In my personal life I will probably "never" intentionally use ipv6.

But it is a DAMNED good sniff test to figure out if an IT/NT team is too dumb to live BEFORE they break your entire infrastructure. If they insist that the single most important thing is to turn it off on every machine? They better have a real good reason other than "it's hard"

[–] nightwatch_admin@feddit.nl 16 points 1 day ago (4 children)

It’s vulnerable af. And I mean really, it’s as bad as Netscalers or Fortigate shit.

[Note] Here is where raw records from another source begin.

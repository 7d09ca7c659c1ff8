//! Configuration for linewire
//!
//! Centralized configuration with sensible defaults.

use std::time::Duration;

/// Main configuration for a linewire client
#[derive(Debug, Clone)]
pub struct Config {
    // -------------------------------------------------------------------------
    // Network Configuration
    // -------------------------------------------------------------------------
    /// Server hostname or IP address
    pub host: String,

    /// Server TCP port
    pub port: u16,

    // -------------------------------------------------------------------------
    // Timeout Configuration
    // -------------------------------------------------------------------------
    /// Optional TCP connect timeout; `None` blocks until the OS gives up
    pub connect_timeout: Option<Duration>,

    /// Optional socket read timeout; a timeout tears down the connection
    pub read_timeout: Option<Duration>,

    /// Optional socket write timeout; a timeout tears down the connection
    pub write_timeout: Option<Duration>,

    // -------------------------------------------------------------------------
    // Buffer Configuration
    // -------------------------------------------------------------------------
    /// Size of the per-read receive buffer (in bytes)
    pub read_chunk_size: usize,
}

impl Default for Config {
    fn default() -> Self {
        Self {
            host: "127.0.0.1".to_string(),
            port: 8888,
            connect_timeout: None,
            read_timeout: None,
            write_timeout: None,
            read_chunk_size: 4096,
        }
    }
}

impl Config {
    /// Create a new config builder
    pub fn builder() -> ConfigBuilder {
        ConfigBuilder::default()
    }

    /// The `host:port` address string used for connecting and logging
    pub fn addr(&self) -> String {
        format!("{}:{}", self.host, self.port)
    }
}

/// Builder for Config
#[derive(Default)]
pub struct ConfigBuilder {
    config: Config,
}

impl ConfigBuilder {
    /// Set the server hostname or IP address
    pub fn host(mut self, host: impl Into<String>) -> Self {
        self.config.host = host.into();
        self
    }

    /// Set the server TCP port
    pub fn port(mut self, port: u16) -> Self {
        self.config.port = port;
        self
    }

    /// Set the TCP connect timeout
    pub fn connect_timeout(mut self, timeout: Duration) -> Self {
        self.config.connect_timeout = Some(timeout);
        self
    }

    /// Set the socket read timeout
    pub fn read_timeout(mut self, timeout: Duration) -> Self {
        self.config.read_timeout = Some(timeout);
        self
    }

    /// Set the socket write timeout
    pub fn write_timeout(mut self, timeout: Duration) -> Self {
        self.config.write_timeout = Some(timeout);
        self
    }

    /// Set the per-read receive buffer size (in bytes)
    pub fn read_chunk_size(mut self, size: usize) -> Self {
        self.config.read_chunk_size = size.max(1);
        self
    }

    pub fn build(self) -> Config {
        self.config
    }
}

Like https://www.bleepingcomputer.com/news/security/hackers-abuse-ipv6-networking-feature-to-hijack-software-updates/ or https://www.bleepingcomputer.com/news/security/hackers-abuse-ipv6-networking-feature-to-hijack-software-updates/

Problem is, yes it’s hard to implement but it’s even a lot harder to get it properly secured. Especially because few people are using it, and not securing it is worse than disabling it.

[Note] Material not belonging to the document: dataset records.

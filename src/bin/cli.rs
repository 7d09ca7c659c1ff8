//! linewire CLI Client
//!
//! Command-line interface for issuing commands to a server speaking the
//! block protocol.

use std::time::Duration;

use clap::{Parser, Subcommand};
use tracing_subscriber::{fmt, EnvFilter};

use linewire::{Client, Config, Reply};

/// linewire CLI
#[derive(Parser, Debug)]
#[command(name = "linewire-cli")]
#[command(about = "CLI for key-value stores speaking the block protocol")]
#[command(version)]
struct Args {
    /// Server hostname or IP address
    #[arg(long, default_value = "127.0.0.1")]
    host: String,

    /// Server TCP port
    #[arg(short, long, default_value = "8888")]
    port: u16,

    /// I/O timeout in milliseconds (0 disables)
    #[arg(short, long, default_value = "5000")]
    timeout_ms: u64,

    #[command(subcommand)]
    command: Commands,
}

#[derive(Subcommand, Debug)]
enum Commands {
    /// Get a value by key
    Get {
        /// The key to get
        key: String,
    },

    /// Set a key-value pair
    Set {
        /// The key to set
        key: String,

        /// The value to set
        value: String,
    },

    /// Delete a key
    Del {
        /// The key to delete
        key: String,
    },

    /// Increment the integer value at a key
    Incr {
        /// The key to increment
        key: String,

        /// Amount to add (may be negative)
        #[arg(default_value = "1", allow_hyphen_values = true)]
        delta: i64,
    },

    /// Check whether a key exists
    Exists {
        /// The key to check
        key: String,
    },

    /// Issue an arbitrary command verbatim
    Raw {
        /// Command verb
        verb: String,

        /// Command arguments
        args: Vec<String>,
    },
}

fn main() {
    let filter = EnvFilter::try_from_default_env()
        .unwrap_or_else(|_| EnvFilter::new("warn,linewire=info"));

    fmt().with_env_filter(filter).with_target(false).init();

    let args = Args::parse();

    let mut builder = Config::builder().host(&args.host).port(args.port);
    if args.timeout_ms > 0 {
        let timeout = Duration::from_millis(args.timeout_ms);
        builder = builder
            .connect_timeout(timeout)
            .read_timeout(timeout)
            .write_timeout(timeout);
    }

    let mut client = Client::new(builder.build());

    let outcome = match args.command {
        Commands::Get { key } => client.get(&key).map(|value| match value {
            Some(value) => print_bytes(&value),
            None => println!("(nil)"),
        }),
        Commands::Set { key, value } => client.set(&key, &value).map(|_| println!("ok")),
        Commands::Del { key } => client.del(&key).map(|_| println!("ok")),
        Commands::Incr { key, delta } => {
            client.incr(&key, delta).map(|value| println!("{}", value))
        }
        Commands::Exists { key } => client
            .exists(&key)
            .map(|present| println!("{}", if present { "true" } else { "false" })),
        Commands::Raw { verb, args } => client
            .execute(&verb, &args)
            .map(|reply| print_reply(reply)),
    };

    if let Err(err) = outcome {
        tracing::error!("{}", err);
        std::process::exit(1);
    }
}

fn print_reply(reply: Reply) {
    match reply {
        Reply::Nil => println!("(nil)"),
        Reply::Value(value) => print_bytes(&value),
        Reply::Values(values) => {
            for (idx, value) in values.iter().enumerate() {
                print!("{}) ", idx + 1);
                print_bytes(value);
            }
        }
    }
}

fn print_bytes(bytes: &[u8]) {
    println!("{}", String::from_utf8_lossy(bytes));
}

[–] jj4211@lemmy.world 2 points 16 hours ago

But you could do the same thing with a rogue DHCP server I IPv4... With similar methods to prevent the misbehavior on networks

[–] Auli@lemmy.ca 4 points 1 day ago

Don't see how that is anymore vulnerable then up 4.

[–] lena@gregtech.eu 28 points 1 day ago (2 children)

Just a heads up, you linked to the same article twice

[–] Fuck_u_spez_@sh.itjust.works 32 points 1 day ago

Clipboards are also hard

[–] nightwatch_admin@feddit.nl 6 points 1 day ago

That’s odd, but truly sorry.

[–] NuXCOM_90Percent@lemmy.zip 19 points 1 day ago (3 children)

And I would consider a detailed argument on why it is more secure to disable it to be a good reason.

Personally? I consider an IT team who don't know how to secure an ipv6 enabled network to not be competent. But that is a different conversation.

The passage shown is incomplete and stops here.